# REQUIREMENT
Using the string "width" as the key, pull each matching line out of the records below.

MATERIAL FOR THIS EXERCISE Start Marker

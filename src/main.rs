//! gangsheet CLI
//!
//! Usage:
//!   gangsheet [OPTIONS] <JOB>
//!
//! Options:
//!   -s, --svg <FILE>  Write an SVG preview of the filled canvases
//!   -p, --plan-only   Print the plan without placing anything
//!   -v, --verbose     Log planner decisions
//!   -h, --help        Print help

use std::fs;
use std::path::PathBuf;

use clap::Parser;
use tracing_subscriber::prelude::*;
use tracing_subscriber::{fmt, EnvFilter};

use gangsheet::{render_preview, run, stage_artwork, Job, MemoryHost, RunConfig, SvgConfig};

#[derive(Parser)]
#[command(name = "gangsheet")]
#[command(about = "Tile garment artwork onto print canvases")]
struct Cli {
    /// Job file (TOML format)
    job: PathBuf,

    /// Write an SVG preview of the filled canvases
    #[arg(short, long, value_name = "FILE")]
    svg: Option<PathBuf>,

    /// Print the plan without placing anything
    #[arg(short, long)]
    plan_only: bool,

    /// Log planner decisions
    #[arg(short, long)]
    verbose: bool,
}

/// `RUST_LOG` wins when set; otherwise warnings, or everything down to
/// debug with `--verbose`
fn log_filter(verbose: bool, rust_log: Option<&str>) -> EnvFilter {
    let fallback = if verbose { "debug" } else { "warn" };
    rust_log
        .filter(|directives| !directives.trim().is_empty())
        .and_then(|directives| EnvFilter::try_new(directives).ok())
        .unwrap_or_else(|| EnvFilter::new(fallback))
}

fn init_logging(verbose: bool) {
    let rust_log = std::env::var(EnvFilter::DEFAULT_ENV).ok();
    tracing_subscriber::registry()
        .with(log_filter(verbose, rust_log.as_deref()))
        .with(fmt::layer().with_writer(std::io::stderr))
        .init();
}

fn main() {
    let cli = Cli::parse();
    init_logging(cli.verbose);

    let job = match Job::from_file(&cli.job) {
        Ok(job) => job,
        Err(e) => {
            eprintln!("Error loading job '{}': {}", cli.job.display(), e);
            std::process::exit(1);
        }
    };

    let mut host = MemoryHost::new();
    let canvas = match stage_artwork(&mut host, &job) {
        Ok(canvas) => canvas,
        Err(e) => {
            eprintln!("Error preparing artwork: {}", e);
            std::process::exit(1);
        }
    };

    let config = RunConfig::new()
        .with_artwork_canvas(canvas.id)
        .with_plan_only(cli.plan_only);
    let summary = match run(&mut host, &job, &config) {
        Ok(summary) => summary,
        Err(e) => {
            eprintln!("Error: {}", e);
            std::process::exit(1);
        }
    };
    print!("{}", summary);

    if let Some(path) = &cli.svg {
        let svg = match render_preview(&host, &SvgConfig::default()) {
            Ok(svg) => svg,
            Err(e) => {
                eprintln!("Error rendering preview: {}", e);
                std::process::exit(1);
            }
        };
        if let Err(e) = fs::write(path, svg) {
            eprintln!("Error writing '{}': {}", path.display(), e);
            std::process::exit(1);
        }
    }
}
impl ShapeSnapshot {
    /// Number of non-group shapes in this subtree
    pub fn leaf_count(&self) -> usize {
        if self.children.is_empty() && !matches!(self.kind, ShapeKind::Group { .. }) {
            1
        } else {
            self.children.iter().map(|c| c.leaf_count()).sum()
        }
    }
}

/// In-memory document of canvases and shapes
#[derive(Debug, Clone, Default)]
pub struct MemoryHost {
    nodes: HashMap<ShapeId, Node>,
    canvases: Vec<CanvasRecord>,
    next_id: u64,
}

impl MemoryHost {
    pub fn new() -> Self {
        Self::default()
    }

    /// Add a canvas with an explicit usable rectangle
    pub fn add_canvas(&mut self, rect: BoundingBox) -> CanvasHandle {
        let id = CanvasId(self.canvases.len() as u32);
        self.canvases.push(CanvasRecord {
            rect,
            children: vec![],
        });
        CanvasHandle { id, rect }
    }

    /// Add a plain path shape
    pub fn add_path(
        &mut self,
        container: Container,
        name: &str,
        bounds: BoundingBox,
    ) -> Result<ShapeId, LayoutError> {
        self.insert_node(
            container,
            name,
            Geometry::Path {
                bounds,
                clipping: false,
            },
        )
    }

    /// Add the clipping path of a clipped group
    pub fn add_clipping_path(
        &mut self,
        group: ShapeId,
        bounds: BoundingBox,
    ) -> Result<ShapeId, LayoutError> {
        self.insert_node(
            Container::Group(group),
            "<clip>",
            Geometry::Path {
                bounds,
                clipping: true,
            },
        )
    }

    /// Add a text shape
    pub fn add_text(
        &mut self,
        container: Container,
        name: &str,
        bounds: BoundingBox,
        text: &str,
    ) -> Result<ShapeId, LayoutError> {
        self.insert_node(
            container,
            name,
            Geometry::Text {
                bounds,
                text: text.to_string(),
            },
        )
    }

    /// Add an empty group
    pub fn add_group(
        &mut self,
        container: Container,
        name: &str,
        clipped: bool,
    ) -> Result<ShapeId, LayoutError> {
        self.insert_node(
            container,
            name,
            Geometry::Group {
                clipped,
                children: vec![],
            },
        )
    }

    /// Add one artwork piece: a named group holding a body path and,
    /// optionally, a text placeholder for the size label
    pub fn add_artwork(
        &mut self,
        container: Container,
        name: &str,
        size: Dimension,
        origin: Point,
        label_placeholder: Option<&str>,
    ) -> Result<ShapeId, LayoutError> {
        let body = BoundingBox::from_origin(
            origin.x,
            origin.y,
            to_points(size.width),
            to_points(size.height),
        );
        let group = self.add_group(container, name, false)?;
        self.add_path(Container::Group(group), "body", body)?;
        if let Some(placeholder) = label_placeholder {
            let label_height = body.height() / 10.0;
            let label = BoundingBox::new(
                body.left + body.width() / 4.0,
                body.top,
                body.right - body.width() / 4.0,
                body.top + label_height,
            );
            self.add_text(Container::Group(group), placeholder, label, "")?;
        }
        Ok(group)
    }

    /// All canvases, in creation order
    pub fn canvases(&self) -> Vec<CanvasHandle> {
        self.canvases
            .iter()
            .enumerate()
            .map(|(i, c)| CanvasHandle {
                id: CanvasId(i as u32),
                rect: c.rect,
            })
            .collect()
    }

    /// Current contents of a text shape
    pub fn text(&self, shape: ShapeId) -> Option<&str> {
        match &self.nodes.get(&shape)?.geometry {
            Geometry::Text { text, .. } => Some(text.as_str()),
            _ => None,
        }
    }

    /// Whether a handle still refers to a live shape
    pub fn contains(&self, shape: ShapeId) -> bool {
        self.nodes.contains_key(&shape)
    }

    /// Total number of live shapes, groups included
    pub fn shape_count(&self) -> usize {
        self.nodes.len()
    }

    /// Snapshot the tree under a container
    pub fn snapshot(&self, container: Container) -> Result<Vec<ShapeSnapshot>, LayoutError> {
        self.children(container)?
            .into_iter()
            .map(|id| self.snapshot_shape(id))
            .collect()
    }

    fn snapshot_shape(&self, id: ShapeId) -> Result<ShapeSnapshot, LayoutError> {
        let node = self.node(id)?;
        let (text, clipping, children) = match &node.geometry {
            Geometry::Path { clipping, .. } => (None, *clipping, vec![]),
            Geometry::Text { text, .. } => (Some(text.clone()), false, vec![]),
            Geometry::Group { children, .. } => (
                None,
                false,
                children
                    .iter()
                    .map(|c| self.snapshot_shape(*c))
                    .collect::<Result<Vec<_>, _>>()?,
            ),
        };
        Ok(ShapeSnapshot {
            id,
            name: node.name.clone(),
            kind: kind_of(&node.geometry),
            bounds: self.raw_bounds(id),
            rotation: node.rotation,
            text,
            clipping,
            children,
        })
    }

    fn node(&self, id: ShapeId) -> Result<&Node, LayoutError> {
        self.nodes.get(&id).ok_or(LayoutError::UnknownShape(id))
    }

    fn node_mut(&mut self, id: ShapeId) -> Result<&mut Node, LayoutError> {
        self.nodes.get_mut(&id).ok_or(LayoutError::UnknownShape(id))
    }

    fn alloc_id(&mut self) -> ShapeId {
        self.next_id += 1;
        ShapeId(self.next_id)
    }

    fn insert_node(
        &mut self,
        container: Container,
        name: &str,
        geometry: Geometry,
    ) -> Result<ShapeId, LayoutError> {
        // validate the container before allocating
        self.child_list_mut(container)?;
        let id = self.alloc_id();
        self.nodes.insert(
            id,
            Node {
                name: name.to_string(),
                parent: container,
                geometry,
                rotation: 0.0,
            },
        );
        self.child_list_mut(container)?.push(id);
        Ok(id)
    }

    fn child_list(&self, container: Container) -> Result<&Vec<ShapeId>, LayoutError> {
        match container {
            Container::Canvas(id) => self
                .canvases
                .get(id.0 as usize)
                .map(|c| &c.children)
                .ok_or(LayoutError::UnknownCanvas(id.0)),
            Container::Group(id) => match &self.node(id)?.geometry {
                Geometry::Group { children, .. } => Ok(children),
                _ => Err(LayoutError::invalid_parameter(
                    "container",
                    format!("shape {} is not a group", id.0),
                )),
            },
        }
    }

    fn child_list_mut(&mut self, container: Container) -> Result<&mut Vec<ShapeId>, LayoutError> {
        match container {
            Container::Canvas(id) => self
                .canvases
                .get_mut(id.0 as usize)
                .map(|c| &mut c.children)
                .ok_or(LayoutError::UnknownCanvas(id.0)),
            Container::Group(id) => match &mut self.node_mut(id)?.geometry {
                Geometry::Group { children, .. } => Ok(children),
                _ => Err(LayoutError::invalid_parameter(
                    "container",
                    format!("shape {} is not a group", id.0),
                )),
            },
        }
    }

    fn detach(&mut self, shape: ShapeId) -> Result<(), LayoutError> {
        let parent = self.node(shape)?.parent;
        self.child_list_mut(parent)?.retain(|c| *c != shape);
        Ok(())
    }

    fn collect_leaves(&self, id: ShapeId, out: &mut Vec<ShapeId>) -> Result<(), LayoutError> {
        match &self.node(id)?.geometry {
            Geometry::Group { children, .. } => {
                for child in children {
                    self.collect_leaves(*child, out)?;
                }
            }
            _ => out.push(id),
        }
        Ok(())
    }

    fn collect_subtree(&self, id: ShapeId, out: &mut Vec<ShapeId>) -> Result<(), LayoutError> {
        out.push(id);
        if let Geometry::Group { children, .. } = &self.node(id)?.geometry {
            for child in children {
                self.collect_subtree(*child, out)?;
            }
        }
        Ok(())
    }

    /// Union of every leaf, ignoring clipping
    fn raw_bounds(&self, id: ShapeId) -> Option<BoundingBox> {
        let node = self.nodes.get(&id)?;
        match &node.geometry {
            Geometry::Path { bounds, .. } | Geometry::Text { bounds, .. } => Some(*bounds),
            Geometry::Group { children, .. } => children
                .iter()
                .filter_map(|c| self.raw_bounds(*c))
                .reduce(|a, b| a.union(&b)),
        }
    }

    fn map_leaf_bounds(
        &mut self,
        shape: ShapeId,
        rotation: f64,
        f: impl Fn(&BoundingBox) -> BoundingBox,
    ) -> Result<(), LayoutError> {
        let mut leaves = vec![];
        self.collect_leaves(shape, &mut leaves)?;
        for leaf in leaves {
            let node = self.node_mut(leaf)?;
            node.rotation = (node.rotation + rotation).rem_euclid(360.0);
            match &mut node.geometry {
                Geometry::Path { bounds, .. } | Geometry::Text { bounds, .. } => {
                    *bounds = f(bounds);
                }
                Geometry::Group { .. } => {}
            }
        }
        Ok(())
    }

    fn clone_subtree(&mut self, id: ShapeId, parent: Container) -> Result<ShapeId, LayoutError> {
        let source = self.node(id)?.clone();
        let new_id = self.alloc_id();
        let geometry = match source.geometry {
            Geometry::Group { clipped, children } => {
                // insert the group first so children can reference it
                self.nodes.insert(
                    new_id,
                    Node {
                        name: source.name.clone(),
                        parent,
                        geometry: Geometry::Group {
                            clipped,
                            children: vec![],
                        },
                        rotation: source.rotation,
                    },
                );
                let mut copies = Vec::with_capacity(children.len());
                for child in children {
                    copies.push(self.clone_subtree(child, Container::Group(new_id))?);
                }
                Geometry::Group {
                    clipped,
                    children: copies,
                }
            }
            other => other,
        };
        self.nodes.insert(
            new_id,
            Node {
                name: source.name,
                parent,
                geometry,
                rotation: source.rotation,
            },
        );
        Ok(new_id)
    }

    fn is_within(&self, candidate: Container, shape: ShapeId) -> Result<bool, LayoutError> {
        let mut current = candidate;
        loop {
            match current {
                Container::Canvas(_) => return Ok(false),
                Container::Group(id) if id == shape => return Ok(true),
                Container::Group(id) => current = self.node(id)?.parent,
            }
        }
    }
}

MATERIAL FOR THIS EXERCISE End Marker

# SOLUTION FOR THIS TASK
            to_points(size.width),
                body.left + body.width() / 4.0,
                body.right - body.width() / 4.0,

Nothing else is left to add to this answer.